What Will People Do For Free?

| Thu Jun. 4, 2009 4:54 PM PDT

Barron YoungSmith remarks on the fact that Craigslist actively avoids making a profit:

As Paul Starr has explained, newspapers only flourished during the past few centuries because they functioned as intermediaries between readers and advertisers — fundamentally, they survived because they were institutions that stood between people.

Now, along comes Craigslist, which sees cutting these sorts of intermediaries out of the equation as a form of public service. It considers that mission so important that it is willing to forego huge potential profits and compete against classified pages everywhere while charging virtually nothing for what it offers.
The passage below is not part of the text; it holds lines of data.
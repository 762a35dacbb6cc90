//! Text input primitive - replace text on the focused editable node

use tracing::debug;

use crate::{errors::ActionError, primitives::DefaultActionExecutor};

/// Execute text input primitive
///
/// Steps:
/// 1. Check the surface has an active window
/// 2. Search its tree for the first focused editable node
/// 3. Set the node's text and check the surface accepted it
pub async fn execute_text_input(
    executor: &DefaultActionExecutor,
    text: &str,
) -> Result<(), ActionError> {
    let surface = executor.surface();

    if surface.query_active_tree_root().await.is_none() {
        return Err(ActionError::SurfaceUnavailable(
            "no active window".to_string(),
        ));
    }

    let Some(node) = surface.query_focused_editable_node().await else {
        return Err(ActionError::NoFocusedNode(
            "no focused editable node in active window".to_string(),
        ));
    };
    debug!(node = node.0, chars = text.chars().count(), "Setting node text");

    if surface.set_node_text(node, text).await {
        Ok(())
    } else {
        Err(ActionError::SetTextRejected(format!(
            "node {} refused text",
            node.0
        )))
    }
}
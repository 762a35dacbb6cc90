//! Error types for action dispatch

use thiserror::Error;

/// Reasons a dispatch attempt failed. Carried inside the execution
/// outcome; never retried.
#[derive(Debug, Error, Clone, PartialEq, Eq)]
pub enum ActionError {
    /// Input surface is not connected or has no active window
    #[error("Input surface unavailable: {0}")]
    SurfaceUnavailable(String),

    /// The surface refused the gesture
    #[error("Gesture rejected: {0}")]
    GestureRejected(String),

    /// No focused, editable node to receive text
    #[error("No focused editable node: {0}")]
    NoFocusedNode(String),

    /// The surface refused the set-text request
    #[error("Set text rejected: {0}")]
    SetTextRejected(String),
}

impl ActionError {
    /// Short stable label for logs and counters.
    pub fn label(&self) -> &'static str {
        match self {
            ActionError::SurfaceUnavailable(_) => "surface_unavailable",
            ActionError::GestureRejected(_) => "gesture_rejected",
            ActionError::NoFocusedNode(_) => "no_focused_node",
            ActionError::SetTextRejected(_) => "set_text_rejected",
        }
    }
}
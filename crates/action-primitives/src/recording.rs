//! In-memory input surface that records every dispatch.
//!
//! Used by the CLI `tree` command against JSON snapshots and by tests that
//! need to observe strokes and text edits.

use std::sync::atomic::{AtomicBool, Ordering};

use async_trait::async_trait;
use parking_lot::Mutex;
use serde::{Deserialize, Serialize};
use tracing::debug;

use crate::surface::{InputSurface, NodeHandle, NodeInfo, Stroke};

/// Nested node description, the JSON form of a tree snapshot.
#[derive(Debug, Clone, Default, PartialEq, Serialize, Deserialize)]
pub struct NodeSpec {
    pub class_name: String,
    #[serde(default)]
    pub text: Option<String>,
    #[serde(default)]
    pub focused: bool,
    #[serde(default)]
    pub editable: bool,
    #[serde(default)]
    pub children: Vec<NodeSpec>,
}

#[derive(Debug)]
struct RecordedNode {
    info: NodeInfo,
    children: Vec<NodeHandle>,
}

pub struct RecordingInputSurface {
    nodes: Mutex<Vec<RecordedNode>>,
    strokes: Mutex<Vec<Stroke>>,
    text_edits: Mutex<Vec<(NodeHandle, String)>>,
    available: AtomicBool,
    accept_gestures: AtomicBool,
}

impl RecordingInputSurface {
    /// Surface with no active window.
    pub fn new() -> Self {
        Self {
            nodes: Mutex::new(Vec::new()),
            strokes: Mutex::new(Vec::new()),
            text_edits: Mutex::new(Vec::new()),
            available: AtomicBool::new(true),
            accept_gestures: AtomicBool::new(true),
        }
    }

    /// Surface whose active window holds `root`. Handles are assigned in
    /// depth-first pre-order starting at 0.
    pub fn with_tree(root: NodeSpec) -> Self {
        let surface = Self::new();
        *surface.nodes.lock() = flatten(root);
        surface
    }

    pub fn from_json(json: &str) -> Result<Self, serde_json::Error> {
        let root: NodeSpec = serde_json::from_str(json)?;
        Ok(Self::with_tree(root))
    }

    /// Simulate the surface disconnecting or reconnecting.
    pub fn set_available(&self, available: bool) {
        self.available.store(available, Ordering::SeqCst);
    }

    pub fn set_accept_gestures(&self, accept: bool) {
        self.accept_gestures.store(accept, Ordering::SeqCst);
    }

    pub fn strokes(&self) -> Vec<Stroke> {
        self.strokes.lock().clone()
    }

    pub fn text_edits(&self) -> Vec<(NodeHandle, String)> {
        self.text_edits.lock().clone()
    }

    pub fn node_count(&self) -> usize {
        self.nodes.lock().len()
    }

    fn is_available(&self) -> bool {
        self.available.load(Ordering::SeqCst)
    }
}

impl Default for RecordingInputSurface {
    fn default() -> Self {
        Self::new()
    }
}

fn flatten(root: NodeSpec) -> Vec<RecordedNode> {
    let mut nodes: Vec<RecordedNode> = Vec::new();
    // (spec, parent index)
    let mut stack: Vec<(NodeSpec, Option<usize>)> = vec![(root, None)];

    while let Some((mut spec, parent)) = stack.pop() {
        let index = nodes.len();
        let children = std::mem::take(&mut spec.children);
        nodes.push(RecordedNode {
            info: NodeInfo {
                class_name: spec.class_name,
                text: spec.text,
                focused: spec.focused,
                editable: spec.editable,
            },
            children: Vec::with_capacity(children.len()),
        });
        if let Some(parent) = parent {
            nodes[parent].children.push(NodeHandle(index as u64));
        }
        stack.extend(children.into_iter().rev().map(|child| (child, Some(index))));
    }

    nodes
}

#[async_trait]
impl InputSurface for RecordingInputSurface {
    async fn dispatch_stroke(&self, stroke: &Stroke) -> bool {
        if !self.is_available() || !self.accept_gestures.load(Ordering::SeqCst) {
            return false;
        }
        debug!(points = stroke.points.len(), "Recorded stroke");
        self.strokes.lock().push(stroke.clone());
        true
    }

    async fn query_active_tree_root(&self) -> Option<NodeHandle> {
        if !self.is_available() || self.nodes.lock().is_empty() {
            return None;
        }
        Some(NodeHandle(0))
    }

    async fn children(&self, node: NodeHandle) -> Vec<NodeHandle> {
        self.nodes
            .lock()
            .get(node.0 as usize)
            .map(|n| n.children.clone())
            .unwrap_or_default()
    }

    async fn node_info(&self, node: NodeHandle) -> Option<NodeInfo> {
        self.nodes.lock().get(node.0 as usize).map(|n| n.info.clone())
    }

    async fn set_node_text(&self, node: NodeHandle, text: &str) -> bool {
        if !self.is_available() {
            return false;
        }
        let mut nodes = self.nodes.lock();
        match nodes.get_mut(node.0 as usize) {
            Some(entry) if entry.info.editable => {
                entry.info.text = Some(text.to_string());
                self.text_edits.lock().push((node, text.to_string()));
                true
            }
            _ => false,
        }
    }
}
//! Optional debug persistence of captured frames

use std::path::{Path, PathBuf};

use image::ColorType;
use tracing::debug;

use crate::{errors::CaptureError, models::Frame};

/// Writes a debug copy of a frame somewhere durable.
pub trait DebugImageSink: Send + Sync {
    fn persist(&self, frame: &Frame) -> Result<PathBuf, CaptureError>;
}

/// Saves frames as PNG files named after their capture time.
pub struct PngDirectorySink {
    dir: PathBuf,
}

impl PngDirectorySink {
    pub fn new(dir: impl Into<PathBuf>) -> Self {
        Self { dir: dir.into() }
    }

    pub fn dir(&self) -> &Path {
        &self.dir
    }

    fn file_name(frame: &Frame) -> String {
        format!(
            "frame_{}.png",
            frame.captured_at().format("%Y%m%d_%H%M%S_%3f")
        )
    }
}

impl DebugImageSink for PngDirectorySink {
    fn persist(&self, frame: &Frame) -> Result<PathBuf, CaptureError> {
        std::fs::create_dir_all(&self.dir)
            .map_err(|err| CaptureError::Persist(format!("{}: {}", self.dir.display(), err)))?;
        let path = self.dir.join(Self::file_name(frame));
        image::save_buffer(
            &path,
            frame.pixels(),
            frame.width(),
            frame.height(),
            ColorType::Rgb8,
        )
        .map_err(|err| CaptureError::Persist(format!("{}: {}", path.display(), err)))?;
        debug!(path = %path.display(), frame_id = %frame.id(), "debug image saved");
        Ok(path)
    }
}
In that kind of environment, it's pretty ludicrous to think that newspapers could survive.

Probably so.  Especially since Craigslist works better than newspaper classified advertising.  I've got some old darkroom equipment that's been sitting in my garage for ages, and if I had to go through the hassle of taking out a newspaper classified ad to sell it, it would still be there.  But last night at about 6 pm I suddenly decided to advertise it on Craigslist.  Two hours later I got a response from a guy in Long Beach.  This morning he came by, took a look at the whole setup, and hauled everything off.  I'm a few dollars richer, he's excited at the prospect of setting up a darkroom, and the whole transaction took less than 24 hours.  Amazing.

(Also amazing: using a darkroom must be like riding a bicycle.  You remember how to do it forever.  It's been 20 years since I used this stuff, but as I was showing him how to operate everything and what all the various parts were for, I realized I hadn't forgotten a thing.  I could have set up the entire kit, mixed up the chemicals, and been back in business in an hour.  I can't really think of anything else from so far in my past that I can say that about.)

Anyway: Ten years ago, I remember ruminating over the open source movement and wondering what its limits were.  What kind of stuff would people do for free, and what kind of stuff wouldn't they?  Since open source software is mostly produced by obsessive nerds, the obvious answer is that they'll work for free on the kind of things that obsessive nerds themselves like to use: operating systems, editors, compilers, etc.  Then, at the other end of the spectrum, you have, say, the firmware for controlling GM's assembly line robots.  Nobody in their right mind would do that for free.

But where's the line?  The interesting answer is: if it's the kind of thing that one person (or a small set of people) can do, then it's wherever one competent person draws it.  I'd guess that very few people feel that classified advertising (!) is so important to a vibrant society that they want to dedicate their lives to making it available for free, but it turned out that it didn't take very many people.  Just one guy named Craig.

So now I think about this stuff a little differently.  Sure, some things are just more fun than others, and thus more likely to attract people to do them for free.  But just as important is: how many people does it take?  Once something gets to the point where it only takes a person or three to do it, then there's a pretty good chance that someone, somewhere will start offering it for free.  Even if it's something that most sane people think is boring as hell, there's almost bound to be at least one person who's obsessed by it.  Like classified advertising.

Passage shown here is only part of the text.